### [AVAILABLE RECORDS]
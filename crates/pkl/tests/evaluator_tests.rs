//! Evaluator lifecycle: outputs, deterministic rendering, and close
//! semantics.

mod common;

use common::{evaluator_for, ModuleBuilder};
use pkl::{ErrorKind, Exported};
use pretty_assertions::assert_eq;

/// Builds a module with
/// `output.files { ["foo.yml"] { text = "foo: foo text" } }`.
fn output_files_module() -> pkl::cst::Tree {
    let mut m = ModuleBuilder::new();
    let text_value = m.str("foo: foo text");
    let text_prop = m.prop("text", text_value);
    let entry_body = m.body(vec![text_prop]);
    let entry_obj = m.new_dynamic(entry_body);
    let key = m.str("foo.yml");
    let entry = m.entry(key, entry_obj);
    let files_body = m.body(vec![entry]);
    let files_ty = m.declared_type("Mapping");
    let files_obj = m.b.expr(
        pkl::cst::Expr::New {
            ty: Some(files_ty),
            body: files_body,
        },
        common::span0(),
    );
    let files_prop = m.prop("files", files_obj);
    let output_body = m.body(vec![files_prop]);
    let output_obj = m.new_dynamic(output_body);
    m.module_prop("output", output_obj);
    m.finish("repl:text")
}

#[test]
fn output_files_materialize_deterministically() {
    let mut evaluator = evaluator_for(output_files_module());
    evaluator.evaluate_text("fixture").unwrap();
    let files = evaluator.evaluate_output_files("repl:text").unwrap();
    assert_eq!(files.len(), 1);
    assert_eq!(files[0].name(), "foo.yml");
    assert_eq!(files[0].text().unwrap(), "foo: foo text");
}

#[test]
fn closed_evaluator_rejects_reads_of_output_files() {
    let mut evaluator = evaluator_for(output_files_module());
    evaluator.evaluate_text("fixture").unwrap();
    let files = evaluator.evaluate_output_files("repl:text").unwrap();
    evaluator.close();
    let err = files[0].text().unwrap_err();
    assert!(err.message().contains("closed"), "{}", err.message());
}

#[test]
fn closed_evaluator_rejects_evaluation() {
    let mut m = ModuleBuilder::new();
    let one = m.int(1);
    m.module_prop("x", one);
    let mut evaluator = evaluator_for(m.finish("repl:text"));
    evaluator.evaluate_text("fixture").unwrap();
    evaluator.close();
    assert!(evaluator.is_closed());
    let err = evaluator.evaluate_text("fixture").unwrap_err();
    assert!(err.message().contains("closed"), "{}", err.message());
    // Closing twice is fine.
    evaluator.close();
}

#[test]
fn values_returned_before_close_remain_valid() {
    let mut m = ModuleBuilder::new();
    let one = m.int(1);
    m.module_prop("x", one);
    let mut evaluator = evaluator_for(m.finish("repl:text"));
    let exported = evaluator.evaluate_text("fixture").unwrap();
    evaluator.close();
    assert_eq!(exported.property("x"), Some(&Exported::Int(1)));
}

#[test]
fn output_text_defaults_to_the_rendered_module() {
    let mut m = ModuleBuilder::new();
    let one = m.int(1);
    m.module_prop("x", one);
    let text = m.str("two");
    m.module_prop("y", text);
    let mut evaluator = evaluator_for(m.finish("repl:text"));
    evaluator.evaluate_text("fixture").unwrap();
    let rendered = evaluator.evaluate_output_text("repl:text").unwrap();
    assert_eq!(rendered, "x = 1\ny = \"two\"\n");
}

#[test]
fn explicit_output_text_wins() {
    let mut m = ModuleBuilder::new();
    let text_value = m.str("custom");
    let text_prop = m.prop("text", text_value);
    let output_body = m.body(vec![text_prop]);
    let output_obj = m.new_dynamic(output_body);
    m.module_prop("output", output_obj);
    let mut evaluator = evaluator_for(m.finish("repl:text"));
    evaluator.evaluate_text("fixture").unwrap();
    let rendered = evaluator.evaluate_output_text("repl:text").unwrap();
    assert_eq!(rendered, "custom");
}

#[test]
fn modules_without_output_files_yield_no_files() {
    let mut m = ModuleBuilder::new();
    let one = m.int(1);
    m.module_prop("x", one);
    let mut evaluator = evaluator_for(m.finish("repl:text"));
    evaluator.evaluate_text("fixture").unwrap();
    let files = evaluator.evaluate_output_files("repl:text").unwrap();
    assert!(files.is_empty());
}

#[test]
fn missing_uris_report_unparseable_or_unresolvable() {
    let mut m = ModuleBuilder::new();
    let one = m.int(1);
    m.module_prop("x", one);
    let mut evaluator = evaluator_for(m.finish("repl:text"));
    let err = evaluator.evaluate("not-a-uri").unwrap_err();
    assert_eq!(err.kind(), ErrorKind::Resolve);
}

### [WHAT THIS TASK INVOLVES]
All lines of the data are to be repeated exactly as they stand.

### [SOLUTION]
filename crates/pkl/tests/evaluator_tests.rs
//! Evaluator lifecycle: outputs, deterministic rendering, and close
//! semantics.

mod common;

use common::{evaluator_for, ModuleBuilder};
use pkl::{ErrorKind, Exported};
use pretty_assertions::assert_eq;

/// Builds a module with
/// `output.files { ["foo.yml"] { text = "foo: foo text" } }`.
fn output_files_module() -> pkl::cst::Tree {
    let mut m = ModuleBuilder::new();
    let text_value = m.str("foo: foo text");
    let text_prop = m.prop("text", text_value);
    let entry_body = m.body(vec![text_prop]);
    let entry_obj = m.new_dynamic(entry_body);
    let key = m.str("foo.yml");
    let entry = m.entry(key, entry_obj);
    let files_body = m.body(vec![entry]);
    let files_ty = m.declared_type("Mapping");
    let files_obj = m.b.expr(
        pkl::cst::Expr::New {
            ty: Some(files_ty),
            body: files_body,
        },
        common::span0(),
    );
    let files_prop = m.prop("files", files_obj);
    let output_body = m.body(vec![files_prop]);
    let output_obj = m.new_dynamic(output_body);
    m.module_prop("output", output_obj);
    m.finish("repl:text")
}

#[test]
fn output_files_materialize_deterministically() {
    let mut evaluator = evaluator_for(output_files_module());
    evaluator.evaluate_text("fixture").unwrap();
    let files = evaluator.evaluate_output_files("repl:text").unwrap();
    assert_eq!(files.len(), 1);
    assert_eq!(files[0].name(), "foo.yml");
    assert_eq!(files[0].text().unwrap(), "foo: foo text");
}

#[test]
fn closed_evaluator_rejects_reads_of_output_files() {
    let mut evaluator = evaluator_for(output_files_module());
    evaluator.evaluate_text("fixture").unwrap();
    let files = evaluator.evaluate_output_files("repl:text").unwrap();
    evaluator.close();
    let err = files[0].text().unwrap_err();
    assert!(err.message().contains("closed"), "{}", err.message());
}

#[test]
fn closed_evaluator_rejects_evaluation() {
    let mut m = ModuleBuilder::new();
    let one = m.int(1);
    m.module_prop("x", one);
    let mut evaluator = evaluator_for(m.finish("repl:text"));
    evaluator.evaluate_text("fixture").unwrap();
    evaluator.close();
    assert!(evaluator.is_closed());
    let err = evaluator.evaluate_text("fixture").unwrap_err();
    assert!(err.message().contains("closed"), "{}", err.message());
    // Closing twice is fine.
    evaluator.close();
}

#[test]
fn values_returned_before_close_remain_valid() {
    let mut m = ModuleBuilder::new();
    let one = m.int(1);
    m.module_prop("x", one);
    let mut evaluator = evaluator_for(m.finish("repl:text"));
    let exported = evaluator.evaluate_text("fixture").unwrap();
    evaluator.close();
    assert_eq!(exported.property("x"), Some(&Exported::Int(1)));
}

#[test]
fn output_text_defaults_to_the_rendered_module() {
    let mut m = ModuleBuilder::new();
    let one = m.int(1);
    m.module_prop("x", one);
    let text = m.str("two");
    m.module_prop("y", text);
    let mut evaluator = evaluator_for(m.finish("repl:text"));
    evaluator.evaluate_text("fixture").unwrap();
    let rendered = evaluator.evaluate_output_text("repl:text").unwrap();
    assert_eq!(rendered, "x = 1\ny = \"two\"\n");
}

#[test]
fn explicit_output_text_wins() {
    let mut m = ModuleBuilder::new();
    let text_value = m.str("custom");
    let text_prop = m.prop("text", text_value);
    let output_body = m.body(vec![text_prop]);
    let output_obj = m.new_dynamic(output_body);
    m.module_prop("output", output_obj);
    let mut evaluator = evaluator_for(m.finish("repl:text"));
    evaluator.evaluate_text("fixture").unwrap();
    let rendered = evaluator.evaluate_output_text("repl:text").unwrap();
    assert_eq!(rendered, "custom");
}

#[test]
fn modules_without_output_files_yield_no_files() {
    let mut m = ModuleBuilder::new();
    let one = m.int(1);
    m.module_prop("x", one);
    let mut evaluator = evaluator_for(m.finish("repl:text"));
    evaluator.evaluate_text("fixture").unwrap();
    let files = evaluator.evaluate_output_files("repl:text").unwrap();
    assert!(files.is_empty());
}

#[test]
fn missing_uris_report_unparseable_or_unresolvable() {
    let mut m = ModuleBuilder::new();
    let one = m.int(1);
    m.module_prop("x", one);
    let mut evaluator = evaluator_for(m.finish("repl:text"));
    let err = evaluator.evaluate("not-a-uri").unwrap_err();
    assert_eq!(err.kind(), ErrorKind::Resolve);
}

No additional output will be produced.